Stored records:
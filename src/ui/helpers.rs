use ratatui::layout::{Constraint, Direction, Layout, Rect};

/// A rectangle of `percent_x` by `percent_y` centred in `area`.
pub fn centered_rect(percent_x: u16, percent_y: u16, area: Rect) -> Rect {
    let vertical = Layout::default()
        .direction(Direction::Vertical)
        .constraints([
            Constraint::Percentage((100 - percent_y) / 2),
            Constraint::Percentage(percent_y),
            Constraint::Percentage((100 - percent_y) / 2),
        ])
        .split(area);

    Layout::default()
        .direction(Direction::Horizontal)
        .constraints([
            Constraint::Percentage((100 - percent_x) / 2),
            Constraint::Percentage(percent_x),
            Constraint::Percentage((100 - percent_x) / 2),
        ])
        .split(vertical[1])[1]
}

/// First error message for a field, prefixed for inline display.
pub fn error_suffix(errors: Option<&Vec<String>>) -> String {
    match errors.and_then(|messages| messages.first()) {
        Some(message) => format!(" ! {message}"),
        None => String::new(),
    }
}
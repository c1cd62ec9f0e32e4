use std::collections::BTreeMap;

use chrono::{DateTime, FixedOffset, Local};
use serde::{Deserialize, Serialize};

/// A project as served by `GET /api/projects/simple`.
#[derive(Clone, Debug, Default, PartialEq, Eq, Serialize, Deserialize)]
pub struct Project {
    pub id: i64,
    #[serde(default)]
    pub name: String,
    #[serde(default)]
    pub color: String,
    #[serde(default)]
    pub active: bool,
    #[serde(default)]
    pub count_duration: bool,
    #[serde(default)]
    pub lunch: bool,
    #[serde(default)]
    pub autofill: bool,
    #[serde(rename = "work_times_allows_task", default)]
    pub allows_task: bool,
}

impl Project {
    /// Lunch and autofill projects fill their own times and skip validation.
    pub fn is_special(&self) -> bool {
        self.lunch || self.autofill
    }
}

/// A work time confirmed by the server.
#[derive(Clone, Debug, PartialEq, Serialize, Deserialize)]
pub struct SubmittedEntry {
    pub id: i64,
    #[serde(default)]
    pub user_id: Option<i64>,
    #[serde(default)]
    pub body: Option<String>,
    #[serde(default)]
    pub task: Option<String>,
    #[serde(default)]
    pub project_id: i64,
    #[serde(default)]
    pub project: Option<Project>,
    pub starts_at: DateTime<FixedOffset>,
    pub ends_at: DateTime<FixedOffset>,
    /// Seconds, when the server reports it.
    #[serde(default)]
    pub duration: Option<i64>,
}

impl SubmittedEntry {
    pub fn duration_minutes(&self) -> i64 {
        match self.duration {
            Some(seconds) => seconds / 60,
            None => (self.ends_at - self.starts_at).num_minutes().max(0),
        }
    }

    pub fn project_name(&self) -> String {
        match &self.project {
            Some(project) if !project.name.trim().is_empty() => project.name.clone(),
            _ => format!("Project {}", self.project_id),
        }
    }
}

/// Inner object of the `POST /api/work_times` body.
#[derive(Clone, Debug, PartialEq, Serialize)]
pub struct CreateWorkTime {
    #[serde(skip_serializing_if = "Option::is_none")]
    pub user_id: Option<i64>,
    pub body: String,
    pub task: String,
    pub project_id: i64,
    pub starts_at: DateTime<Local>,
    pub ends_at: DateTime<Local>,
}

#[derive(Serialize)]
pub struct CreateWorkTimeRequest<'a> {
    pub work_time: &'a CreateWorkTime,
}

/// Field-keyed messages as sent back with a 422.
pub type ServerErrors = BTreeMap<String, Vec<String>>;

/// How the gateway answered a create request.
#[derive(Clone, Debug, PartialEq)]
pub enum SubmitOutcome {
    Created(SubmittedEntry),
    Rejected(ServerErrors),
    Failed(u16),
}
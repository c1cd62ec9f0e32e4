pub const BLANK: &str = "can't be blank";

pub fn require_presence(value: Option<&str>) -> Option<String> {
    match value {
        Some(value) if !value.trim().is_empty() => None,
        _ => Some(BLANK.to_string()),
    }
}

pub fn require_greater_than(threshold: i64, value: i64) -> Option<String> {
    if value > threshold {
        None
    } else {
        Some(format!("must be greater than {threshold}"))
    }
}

Instructions to follow — Exactly as they appear, restate all of the entries.

Output —
filename src/ui/helpers.rs
use ratatui::layout::{Constraint, Direction, Layout, Rect};

/// A rectangle of `percent_x` by `percent_y` centred in `area`.
pub fn centered_rect(percent_x: u16, percent_y: u16, area: Rect) -> Rect {
    let vertical = Layout::default()
        .direction(Direction::Vertical)
        .constraints([
            Constraint::Percentage((100 - percent_y) / 2),
            Constraint::Percentage(percent_y),
            Constraint::Percentage((100 - percent_y) / 2),
        ])
        .split(area);

    Layout::default()
        .direction(Direction::Horizontal)
        .constraints([
            Constraint::Percentage((100 - percent_x) / 2),
            Constraint::Percentage(percent_x),
            Constraint::Percentage((100 - percent_x) / 2),
        ])
        .split(vertical[1])[1]
}

/// First error message for a field, prefixed for inline display.
pub fn error_suffix(errors: Option<&Vec<String>>) -> String {
    match errors.and_then(|messages| messages.first()) {
        Some(message) => format!(" ! {message}"),
        None => String::new(),
    }
}
repository c1cd62ec9f0e32e4
use std::collections::BTreeMap;

use chrono::{DateTime, FixedOffset, Local};
use serde::{Deserialize, Serialize};

/// A project as served by `GET /api/projects/simple`.
#[derive(Clone, Debug, Default, PartialEq, Eq, Serialize, Deserialize)]
pub struct Project {
    pub id: i64,
    #[serde(default)]
    pub name: String,
    #[serde(default)]
    pub color: String,
    #[serde(default)]
    pub active: bool,
    #[serde(default)]
    pub count_duration: bool,
    #[serde(default)]
    pub lunch: bool,
    #[serde(default)]
    pub autofill: bool,
    #[serde(rename = "work_times_allows_task", default)]
    pub allows_task: bool,
}

impl Project {
    /// Lunch and autofill projects fill their own times and skip validation.
    pub fn is_special(&self) -> bool {
        self.lunch || self.autofill
    }
}

/// A work time confirmed by the server.
#[derive(Clone, Debug, PartialEq, Serialize, Deserialize)]
pub struct SubmittedEntry {
    pub id: i64,
    #[serde(default)]
    pub user_id: Option<i64>,
    #[serde(default)]
    pub body: Option<String>,
    #[serde(default)]
    pub task: Option<String>,
    #[serde(default)]
    pub project_id: i64,
    #[serde(default)]
    pub project: Option<Project>,
    pub starts_at: DateTime<FixedOffset>,
    pub ends_at: DateTime<FixedOffset>,
    /// Seconds, when the server reports it.
    #[serde(default)]
    pub duration: Option<i64>,
}

impl SubmittedEntry {
    pub fn duration_minutes(&self) -> i64 {
        match self.duration {
            Some(seconds) => seconds / 60,
            None => (self.ends_at - self.starts_at).num_minutes().max(0),
        }
    }

    pub fn project_name(&self) -> String {
        match &self.project {
            Some(project) if !project.name.trim().is_empty() => project.name.clone(),
            _ => format!("Project {}", self.project_id),
        }
    }
}

/// Inner object of the `POST /api/work_times` body.
#[derive(Clone, Debug, PartialEq, Serialize)]
pub struct CreateWorkTime {
    #[serde(skip_serializing_if = "Option::is_none")]
    pub user_id: Option<i64>,
    pub body: String,
    pub task: String,
    pub project_id: i64,
    pub starts_at: DateTime<Local>,
    pub ends_at: DateTime<Local>,
}

#[derive(Serialize)]
pub struct CreateWorkTimeRequest<'a> {
    pub work_time: &'a CreateWorkTime,
}

/// Field-keyed messages as sent back with a 422.
pub type ServerErrors = BTreeMap<String, Vec<String>>;

/// How the gateway answered a create request.
#[derive(Clone, Debug, PartialEq)]
pub enum SubmitOutcome {
    Created(SubmittedEntry),
    Rejected(ServerErrors),
    Failed(u16),
}
repository c1cd62ec9f0e32e4
pub const BLANK: &str = "can't be blank";

pub fn require_presence(value: Option<&str>) -> Option<String> {
    match value {
        Some(value) if !value.trim().is_empty() => None,
        _ => Some(BLANK.to_string()),
    }
}

pub fn require_greater_than(threshold: i64, value: i64) -> Option<String> {
    if value > threshold {
        None
    } else {
        Some(format!("must be greater than {threshold}"))
    }
}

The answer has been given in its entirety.